EXERCISE BRIEF.
The answer must consist of every line in the records that contains the word "Ordering".

[Stored data]
"""
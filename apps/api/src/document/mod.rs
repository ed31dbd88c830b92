// Document Assembler: screenplay (+ optional cover image) → downloadable .docx.
// Rendering is CPU-bound; handlers run it inside tokio::task::spawn_blocking.

pub mod assembler;
pub mod boilerplate;
pub mod image;
pub mod model;
pub mod package;
pub mod xml;

use thiserror::Error;

pub use assembler::render_document;
pub use image::CoverImage;
pub use package::DOCX_CONTENT_TYPE;

#[derive(Debug, Error)]
pub enum RenderError {
    /// Comma-separated paths of the absent fields, e.g. `title, scenes[0].scene_breakdown`.
    #[error("screenplay is missing required field(s): {0}")]
    MissingField(String),

    #[error("cover image: {0}")]
    Image(String),

    #[error("document markup failed: {0}")]
    Xml(#[from] quick_xml::Error),

    #[error("document packaging failed: {0}")]
    Package(#[from] zip::result::ZipError),

    #[error("document write failed: {0}")]
    Io(#[from] std::io::Error),
}
pub mod health;

use axum::{
    routing::{get, post},
    Router,
};

use crate::screenplay::handlers;
use crate::state::AppState;

pub fn build_router(state: AppState) -> Router {
    Router::new()
        .route("/health", get(health::health_handler))
        // Sessions
        .route("/api/v1/sessions", post(handlers::handle_create_session))
        .route(
            "/api/v1/sessions/:id",
            get(handlers::handle_get_session).delete(handlers::handle_delete_session),
        )
        // Generation
        .route(
            "/api/v1/sessions/:id/screenplay",
            post(handlers::handle_generate_screenplay),
        )
        .route(
            "/api/v1/sessions/:id/cover-image",
            get(handlers::handle_get_cover).post(handlers::handle_regenerate_cover),
        )
        .route(
            "/api/v1/sessions/:id/cover-images/:index",
            get(handlers::handle_get_retained_cover),
        )
        // Download
        .route(
            "/api/v1/sessions/:id/document",
            get(handlers::handle_download_document),
        )
        .with_state(state)
}
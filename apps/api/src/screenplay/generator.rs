//! Screenplay generation pipeline.
//!
//! Flow: validate → build_prompt → text service → recover_screenplay →
//!       bounds check → preview → (optional) cover image.
//!
//! Every stage depends on the previous one, so the pipeline runs strictly in
//! sequence. Any failure aborts the run; callers keep whatever they had before.

use std::collections::HashSet;

use bytes::Bytes;
use tracing::{info, warn};

use crate::document::CoverImage;
use crate::errors::AppError;
use crate::image_client::ImageGenerator;
use crate::llm_client::TextGenerator;
use crate::screenplay::models::{Screenplay, ScreenplayRequest};
use crate::screenplay::preview::screenplay_text;
use crate::screenplay::prompt_builder::build_image_prompt;
use crate::screenplay::{build_prompt, recover_screenplay, PromptBounds};

const DEFAULT_DOCUMENT_NAME: &str = "screenplay";

/// Everything one successful generation run produces.
#[derive(Debug, Clone)]
pub struct GenerationOutcome {
    pub request: ScreenplayRequest,
    pub screenplay: Screenplay,
    pub preview: String,
    /// Kept so the cover can be regenerated without rebuilding it.
    pub image_prompt: String,
    /// Decoded cover images in service order. Empty unless a cover was requested.
    pub covers: Vec<CoverImage>,
}

/// Runs the full pipeline for one request.
pub async fn generate_screenplay(
    llm: &dyn TextGenerator,
    images: &dyn ImageGenerator,
    bounds: &PromptBounds,
    request: ScreenplayRequest,
    with_cover: bool,
) -> Result<GenerationOutcome, AppError> {
    request.validate()?;

    let prompt = build_prompt(&request, bounds);
    let raw_text = llm.complete(&prompt.messages()).await?;

    let screenplay = recover_screenplay(&raw_text)?;
    let missing = screenplay.missing_fields();
    if !missing.is_empty() {
        return Err(AppError::Schema(format!(
            "screenplay is missing required field(s): {}",
            missing.join(", ")
        )));
    }
    check_bounds(&screenplay, bounds);
    info!(
        "Recovered '{}' ({} scenes, {} shots)",
        screenplay.title_or_default(),
        screenplay.scenes.len(),
        screenplay.shot_count()
    );

    let preview = screenplay_text(&screenplay);
    let image_prompt = build_image_prompt(&request, screenplay.title_or_default());

    let covers = if with_cover {
        generate_covers(images, &image_prompt).await?
    } else {
        Vec::new()
    };

    Ok(GenerationOutcome {
        request,
        screenplay,
        preview,
        image_prompt,
        covers,
    })
}

/// Requests cover images for `image_prompt` and decodes each one.
/// Always returns at least one image on success.
pub async fn generate_covers(
    images: &dyn ImageGenerator,
    image_prompt: &str,
) -> Result<Vec<CoverImage>, AppError> {
    let blobs = images.generate(image_prompt).await?;
    if blobs.is_empty() {
        return Err(AppError::Upstream(
            "image generation returned no images".to_string(),
        ));
    }

    blobs.into_iter().map(decode_cover).collect()
}

fn decode_cover(bytes: Bytes) -> Result<CoverImage, AppError> {
    CoverImage::from_bytes(bytes).map_err(|e| {
        AppError::Upstream(format!("image service returned an unusable image: {e}"))
    })
}

/// Screenplays outside the prompt bounds are still accepted; the deviation is logged.
fn check_bounds(screenplay: &Screenplay, bounds: &PromptBounds) {
    let scene_count = screenplay.scenes.len();
    let max_scenes = usize::from(bounds.max_scenes);
    if scene_count > max_scenes || (bounds.exact_scene_count && scene_count != max_scenes) {
        warn!(
            "'{}' has {scene_count} scenes, asked for {}",
            screenplay.title_or_default(),
            bounds.scene_rule()
        );
    }

    let shot_range = usize::from(bounds.min_shots)..=usize::from(bounds.max_shots);
    for scene in &screenplay.scenes {
        if !shot_range.contains(&scene.shots.len()) {
            warn!(
                "Scene {} has {} shots, asked for {}",
                scene.scene_number.unwrap_or_default(),
                scene.shots.len(),
                bounds.shot_rule()
            );
        }
    }

    let mut seen = HashSet::new();
    for scene in &screenplay.scenes {
        if !seen.insert(scene.scene_number) {
            warn!(
                "Duplicate scene number {} kept as given",
                scene.scene_number.unwrap_or_default()
            );
        }
    }
}

/// Download name for the rendered document. Path separators and quotes are
/// stripped; `.docx` is appended when missing; blank names get a default.
pub fn document_file_name(requested: Option<&str>) -> String {
    let cleaned: String = requested
        .unwrap_or_default()
        .chars()
        .filter(|c| !matches!(c, '/' | '\\' | '"' | '\'') && !c.is_control())
        .collect();
    let cleaned = cleaned.trim();

    let stem = if cleaned.is_empty() {
        DEFAULT_DOCUMENT_NAME
    } else {
        cleaned
    };

    if stem.to_ascii_lowercase().ends_with(".docx") {
        stem.to_string()
    } else {
        format!("{stem}.docx")
    }
}

#[cfg(test)]
pub(crate) mod tests {
    use std::sync::atomic::{AtomicUsize, Ordering};

    use async_trait::async_trait;

    use super::*;
    use crate::document::image::png_bytes;
    use crate::image_client::ImageError;
    use crate::llm_client::{LlmError, Message, Role};

    pub(crate) const CONTINUATION: &str = r#""title": "The Crown Quest",
  "synopsis": "Mia and Leo search the house for a stolen crown.",
  "characters": ["Mia - Hero", "Leo - Sidekick"],
  "suggested_props_wardrobe": "Cape, Crown",
  "custom_props": "Toy dragon",
  "scenes": [
    {
      "scene_number": 1,
      "scene_breakdown": "INT. LIVING ROOM - DAY. A pillow fort castle.",
      "scene_props": "Crown",
      "shots": [
        {"shot_number": 1, "shot_description": "Wide shot of the fort", "spoken_lines": ["Mia: The crown is gone!"]},
        {"shot_number": 2, "shot_description": "Close-up on Leo", "spoken_lines": ["Leo: Not again!"]}
      ]
    }
  ]
}
Hope you enjoy the screenplay!"#;

    /// Replies with a fixed continuation and records the last prompt it saw.
    pub(crate) struct ScriptedText {
        pub reply: Result<String, u64>,
        pub last_prompt: std::sync::Mutex<Option<String>>,
    }

    impl ScriptedText {
        pub(crate) fn replying(reply: &str) -> Self {
            Self {
                reply: Ok(reply.to_string()),
                last_prompt: std::sync::Mutex::new(None),
            }
        }

        pub(crate) fn timing_out(secs: u64) -> Self {
            Self {
                reply: Err(secs),
                last_prompt: std::sync::Mutex::new(None),
            }
        }
    }

    #[async_trait]
    impl TextGenerator for ScriptedText {
        async fn complete(&self, messages: &[Message<'_>]) -> Result<String, LlmError> {
            assert_eq!(messages.len(), 2);
            assert_eq!(messages[1].role, Role::Assistant);
            *self.last_prompt.lock().unwrap() = Some(messages[0].content.to_string());
            match &self.reply {
                Ok(text) => Ok(text.clone()),
                Err(secs) => Err(LlmError::Timeout { secs: *secs }),
            }
        }
    }

    /// Returns one PNG per call, each a different width so covers are distinguishable.
    pub(crate) struct CountingImages {
        pub calls: AtomicUsize,
        pub per_call: usize,
    }

    impl CountingImages {
        pub(crate) fn new() -> Self {
            Self {
                calls: AtomicUsize::new(0),
                per_call: 1,
            }
        }
    }

    #[async_trait]
    impl ImageGenerator for CountingImages {
        async fn generate(&self, _prompt: &str) -> Result<Vec<Bytes>, ImageError> {
            let call = self.calls.fetch_add(1, Ordering::SeqCst) as u32;
            Ok((0..self.per_call as u32)
                .map(|i| Bytes::from(png_bytes(10 + call * 10 + i, 5)))
                .collect())
        }
    }

    struct BrokenImages;

    #[async_trait]
    impl ImageGenerator for BrokenImages {
        async fn generate(&self, _prompt: &str) -> Result<Vec<Bytes>, ImageError> {
            Ok(vec![Bytes::from_static(b"<html>rate limited</html>")])
        }
    }

    pub(crate) fn request() -> ScreenplayRequest {
        ScreenplayRequest {
            theme: "Medieval".to_string(),
            story_summary: "Two knights search for a stolen crown".to_string(),
            number_of_characters: Some(2),
            characters: "Mia - Hero, Leo - Sidekick".to_string(),
            props: "Toy dragon".to_string(),
            vfx: false,
            drones: false,
            location: "Living room".to_string(),
        }
    }

    #[tokio::test]
    async fn test_pipeline_produces_screenplay_and_preview() {
        let llm = ScriptedText::replying(CONTINUATION);
        let images = CountingImages::new();
        let outcome = generate_screenplay(&llm, &images, &PromptBounds::default(), request(), false)
            .await
            .unwrap();

        assert_eq!(outcome.screenplay.title.as_deref(), Some("The Crown Quest"));
        assert_eq!(outcome.screenplay.characters, "Mia - Hero\nLeo - Sidekick");
        assert!(outcome.preview.contains("Scene Number: 1"));
        assert!(outcome.image_prompt.contains("The Crown Quest"));
        assert!(outcome.covers.is_empty());
        assert_eq!(images.calls.load(Ordering::SeqCst), 0);

        let prompt = llm.last_prompt.lock().unwrap().clone().unwrap();
        assert!(prompt.contains("Living room"));
    }

    #[tokio::test]
    async fn test_cover_is_decoded_when_requested() {
        let llm = ScriptedText::replying(CONTINUATION);
        let images = CountingImages::new();
        let outcome = generate_screenplay(&llm, &images, &PromptBounds::default(), request(), true)
            .await
            .unwrap();
        assert_eq!(outcome.covers.len(), 1);
        assert_eq!(outcome.covers[0].width_px, 10);
    }

    #[tokio::test]
    async fn test_incomplete_request_never_reaches_the_service() {
        let llm = ScriptedText::replying(CONTINUATION);
        let mut req = request();
        req.location = "  ".to_string();
        let err = generate_screenplay(&llm, &CountingImages::new(), &PromptBounds::default(), req, false)
            .await
            .unwrap_err();
        assert!(matches!(err, AppError::InputIncomplete(_)));
        assert!(llm.last_prompt.lock().unwrap().is_none());
    }

    #[tokio::test]
    async fn test_timeout_is_an_upstream_failure() {
        let llm = ScriptedText::timing_out(120);
        let err = generate_screenplay(&llm, &CountingImages::new(), &PromptBounds::default(), request(), false)
            .await
            .unwrap_err();
        assert!(matches!(err, AppError::Upstream(msg) if msg.contains("120s")));
    }

    #[tokio::test]
    async fn test_unrecoverable_reply_keeps_raw_text() {
        let llm = ScriptedText::replying("Sorry, I can't help with that.");
        let err = generate_screenplay(&llm, &CountingImages::new(), &PromptBounds::default(), request(), false)
            .await
            .unwrap_err();
        match err {
            AppError::Parse { raw_text, .. } => {
                assert_eq!(raw_text, "Sorry, I can't help with that.")
            }
            other => panic!("expected parse error, got {other:?}"),
        }
    }

    #[tokio::test]
    async fn test_reply_without_scenes_is_a_schema_error() {
        let llm = ScriptedText::replying(r#""title":"Title","synopsis":"X"}trailing junk"#);
        let images = CountingImages::new();
        let err = generate_screenplay(&llm, &images, &PromptBounds::default(), request(), true)
            .await
            .unwrap_err();
        assert!(matches!(err, AppError::Schema(msg) if msg.ends_with("field(s): scenes")));
        assert_eq!(images.calls.load(Ordering::SeqCst), 0);
    }

    #[tokio::test]
    async fn test_out_of_bounds_screenplay_is_still_accepted() {
        let llm = ScriptedText::replying(CONTINUATION);
        let bounds = PromptBounds {
            max_scenes: 3,
            exact_scene_count: true,
            min_shots: 3,
            max_shots: 3,
        };
        let outcome = generate_screenplay(&llm, &CountingImages::new(), &bounds, request(), false)
            .await
            .unwrap();
        assert_eq!(outcome.screenplay.scenes.len(), 1);
    }

    #[tokio::test]
    async fn test_every_returned_image_is_decoded() {
        let images = CountingImages {
            calls: AtomicUsize::new(0),
            per_call: 2,
        };
        let covers = generate_covers(&images, "poster").await.unwrap();
        let widths: Vec<u32> = covers.iter().map(|c| c.width_px).collect();
        assert_eq!(widths, vec![10, 11]);
    }

    #[tokio::test]
    async fn test_unusable_image_bytes_are_an_upstream_failure() {
        let err = generate_covers(&BrokenImages, "poster").await.unwrap_err();
        assert!(matches!(err, AppError::Upstream(msg) if msg.contains("unusable image")));
    }

    #[test]
    fn test_document_file_name() {
        assert_eq!(document_file_name(None), "screenplay.docx");
        assert_eq!(document_file_name(Some("   ")), "screenplay.docx");
        assert_eq!(document_file_name(Some("Crown Quest")), "Crown Quest.docx");
        assert_eq!(document_file_name(Some("final.DOCX")), "final.DOCX");
        assert_eq!(
            document_file_name(Some("../etc/\"passwd\"")),
            "..etcpasswd.docx"
        );
    }
}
"""
REPLY.
    use std::sync::atomic::{AtomicUsize, Ordering};
            let call = self.calls.fetch_add(1, Ordering::SeqCst) as u32;
        assert_eq!(images.calls.load(Ordering::SeqCst), 0);
        assert_eq!(images.calls.load(Ordering::SeqCst), 0);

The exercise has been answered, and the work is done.